(Dataset entries)
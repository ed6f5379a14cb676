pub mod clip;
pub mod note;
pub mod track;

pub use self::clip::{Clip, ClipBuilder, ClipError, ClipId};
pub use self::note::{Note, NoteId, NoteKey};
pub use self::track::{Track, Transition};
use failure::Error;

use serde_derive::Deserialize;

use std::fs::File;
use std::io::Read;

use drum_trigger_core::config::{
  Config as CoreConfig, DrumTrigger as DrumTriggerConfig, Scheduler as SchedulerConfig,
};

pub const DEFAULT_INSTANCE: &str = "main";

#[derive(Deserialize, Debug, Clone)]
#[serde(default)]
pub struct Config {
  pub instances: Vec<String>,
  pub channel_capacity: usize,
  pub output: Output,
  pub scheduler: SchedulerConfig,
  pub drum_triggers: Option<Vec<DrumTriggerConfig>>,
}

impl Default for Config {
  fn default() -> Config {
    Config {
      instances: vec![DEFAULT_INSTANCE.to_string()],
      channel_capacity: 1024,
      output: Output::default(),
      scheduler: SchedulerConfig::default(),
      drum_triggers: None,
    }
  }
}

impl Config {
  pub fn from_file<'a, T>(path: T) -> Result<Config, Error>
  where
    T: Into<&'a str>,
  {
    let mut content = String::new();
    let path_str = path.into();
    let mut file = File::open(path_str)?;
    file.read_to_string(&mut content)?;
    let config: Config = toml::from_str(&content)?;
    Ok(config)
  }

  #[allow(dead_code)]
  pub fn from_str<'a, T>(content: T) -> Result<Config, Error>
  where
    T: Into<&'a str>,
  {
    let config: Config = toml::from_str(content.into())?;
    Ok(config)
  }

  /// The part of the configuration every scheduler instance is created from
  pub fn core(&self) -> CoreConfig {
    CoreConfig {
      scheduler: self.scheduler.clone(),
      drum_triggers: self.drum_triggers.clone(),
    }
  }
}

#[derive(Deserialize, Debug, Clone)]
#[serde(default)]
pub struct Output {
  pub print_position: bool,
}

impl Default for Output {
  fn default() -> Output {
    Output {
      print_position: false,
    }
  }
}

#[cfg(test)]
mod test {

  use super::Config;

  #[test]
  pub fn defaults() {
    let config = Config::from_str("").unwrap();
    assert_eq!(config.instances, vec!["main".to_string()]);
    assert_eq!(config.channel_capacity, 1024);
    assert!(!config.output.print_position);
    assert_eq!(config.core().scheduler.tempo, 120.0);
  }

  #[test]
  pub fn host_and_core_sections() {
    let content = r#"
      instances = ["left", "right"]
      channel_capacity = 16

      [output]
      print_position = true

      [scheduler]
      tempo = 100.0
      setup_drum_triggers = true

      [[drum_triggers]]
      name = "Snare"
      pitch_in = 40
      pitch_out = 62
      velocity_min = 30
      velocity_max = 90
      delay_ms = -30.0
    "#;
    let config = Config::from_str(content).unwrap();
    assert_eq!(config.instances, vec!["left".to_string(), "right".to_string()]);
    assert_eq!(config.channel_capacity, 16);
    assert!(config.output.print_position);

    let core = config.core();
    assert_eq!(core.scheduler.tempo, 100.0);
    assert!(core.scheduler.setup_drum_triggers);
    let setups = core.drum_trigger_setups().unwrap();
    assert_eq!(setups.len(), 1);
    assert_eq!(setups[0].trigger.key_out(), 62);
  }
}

---

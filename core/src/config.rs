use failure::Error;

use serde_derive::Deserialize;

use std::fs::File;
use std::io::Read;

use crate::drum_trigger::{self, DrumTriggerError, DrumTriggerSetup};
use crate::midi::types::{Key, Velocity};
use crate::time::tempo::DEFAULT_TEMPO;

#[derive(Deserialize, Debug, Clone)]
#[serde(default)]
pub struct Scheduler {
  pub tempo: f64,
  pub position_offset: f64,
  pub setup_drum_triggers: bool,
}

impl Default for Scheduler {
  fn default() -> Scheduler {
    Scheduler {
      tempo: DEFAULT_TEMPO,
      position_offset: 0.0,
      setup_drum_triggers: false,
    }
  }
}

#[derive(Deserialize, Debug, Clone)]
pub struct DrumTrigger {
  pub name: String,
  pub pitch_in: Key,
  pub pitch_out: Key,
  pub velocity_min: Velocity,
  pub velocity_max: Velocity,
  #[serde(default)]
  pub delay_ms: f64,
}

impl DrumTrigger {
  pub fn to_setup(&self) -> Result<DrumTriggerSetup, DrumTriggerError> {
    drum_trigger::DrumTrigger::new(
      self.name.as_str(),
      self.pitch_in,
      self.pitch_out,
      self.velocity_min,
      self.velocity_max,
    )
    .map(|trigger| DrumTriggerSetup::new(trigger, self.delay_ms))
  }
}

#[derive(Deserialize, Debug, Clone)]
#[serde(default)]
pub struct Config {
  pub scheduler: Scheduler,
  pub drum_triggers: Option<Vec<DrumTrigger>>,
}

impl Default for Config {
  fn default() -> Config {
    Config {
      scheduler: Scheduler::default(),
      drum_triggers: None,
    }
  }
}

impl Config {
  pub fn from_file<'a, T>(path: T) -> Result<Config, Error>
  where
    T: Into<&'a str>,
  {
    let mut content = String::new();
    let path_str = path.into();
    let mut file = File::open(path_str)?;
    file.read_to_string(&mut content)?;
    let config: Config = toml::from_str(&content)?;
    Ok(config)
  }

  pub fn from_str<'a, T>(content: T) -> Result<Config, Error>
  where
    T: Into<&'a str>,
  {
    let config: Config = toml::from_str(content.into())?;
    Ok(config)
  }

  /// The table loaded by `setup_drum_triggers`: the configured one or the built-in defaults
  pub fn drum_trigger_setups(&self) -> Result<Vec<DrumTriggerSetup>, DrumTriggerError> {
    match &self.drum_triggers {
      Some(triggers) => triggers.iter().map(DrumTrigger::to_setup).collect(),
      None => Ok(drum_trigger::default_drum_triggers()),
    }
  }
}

### Work item
Whenever a line above has the word "note" in it, copy that line.

### Task output
pub mod note;
pub use self::note::{Note, NoteId, NoteKey};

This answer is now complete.